►

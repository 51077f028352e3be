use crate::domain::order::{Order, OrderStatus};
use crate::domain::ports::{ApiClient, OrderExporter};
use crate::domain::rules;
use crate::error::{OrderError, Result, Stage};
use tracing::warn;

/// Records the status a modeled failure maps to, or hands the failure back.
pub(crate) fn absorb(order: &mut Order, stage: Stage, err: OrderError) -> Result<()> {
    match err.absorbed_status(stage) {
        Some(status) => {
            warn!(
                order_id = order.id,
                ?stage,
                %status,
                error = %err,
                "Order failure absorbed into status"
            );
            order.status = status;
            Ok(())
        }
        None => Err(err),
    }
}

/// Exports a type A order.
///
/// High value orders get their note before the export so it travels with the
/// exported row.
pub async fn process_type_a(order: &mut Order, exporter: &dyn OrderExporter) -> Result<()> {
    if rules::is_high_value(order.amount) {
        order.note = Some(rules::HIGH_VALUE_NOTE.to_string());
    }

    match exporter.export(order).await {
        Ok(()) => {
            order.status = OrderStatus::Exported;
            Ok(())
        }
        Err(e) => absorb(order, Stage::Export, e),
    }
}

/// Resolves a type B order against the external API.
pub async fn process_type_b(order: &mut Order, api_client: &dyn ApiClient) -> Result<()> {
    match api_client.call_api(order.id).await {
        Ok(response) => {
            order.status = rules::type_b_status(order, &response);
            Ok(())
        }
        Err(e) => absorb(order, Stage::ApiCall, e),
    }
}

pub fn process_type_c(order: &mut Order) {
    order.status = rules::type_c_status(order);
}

◄

Your instructions:
Write out the full listing, keeping every line exactly as it is.

Expected output:
repository 51077f028352e3be
use crate::domain::order::{Order, OrderStatus};
use crate::domain::ports::{ApiClient, OrderExporter};
use crate::domain::rules;
use crate::error::{OrderError, Result, Stage};
use tracing::warn;

/// Records the status a modeled failure maps to, or hands the failure back.
pub(crate) fn absorb(order: &mut Order, stage: Stage, err: OrderError) -> Result<()> {
    match err.absorbed_status(stage) {
        Some(status) => {
            warn!(
                order_id = order.id,
                ?stage,
                %status,
                error = %err,
                "Order failure absorbed into status"
            );
            order.status = status;
            Ok(())
        }
        None => Err(err),
    }
}

/// Exports a type A order.
///
/// High value orders get their note before the export so it travels with the
/// exported row.
pub async fn process_type_a(order: &mut Order, exporter: &dyn OrderExporter) -> Result<()> {
    if rules::is_high_value(order.amount) {
        order.note = Some(rules::HIGH_VALUE_NOTE.to_string());
    }

    match exporter.export(order).await {
        Ok(()) => {
            order.status = OrderStatus::Exported;
            Ok(())
        }
        Err(e) => absorb(order, Stage::Export, e),
    }
}

/// Resolves a type B order against the external API.
pub async fn process_type_b(order: &mut Order, api_client: &dyn ApiClient) -> Result<()> {
    match api_client.call_api(order.id).await {
        Ok(response) => {
            order.status = rules::type_b_status(order, &response);
            Ok(())
        }
        Err(e) => absorb(order, Stage::ApiCall, e),
    }
}

pub fn process_type_c(order: &mut Order) {
    order.status = rules::type_c_status(order);
}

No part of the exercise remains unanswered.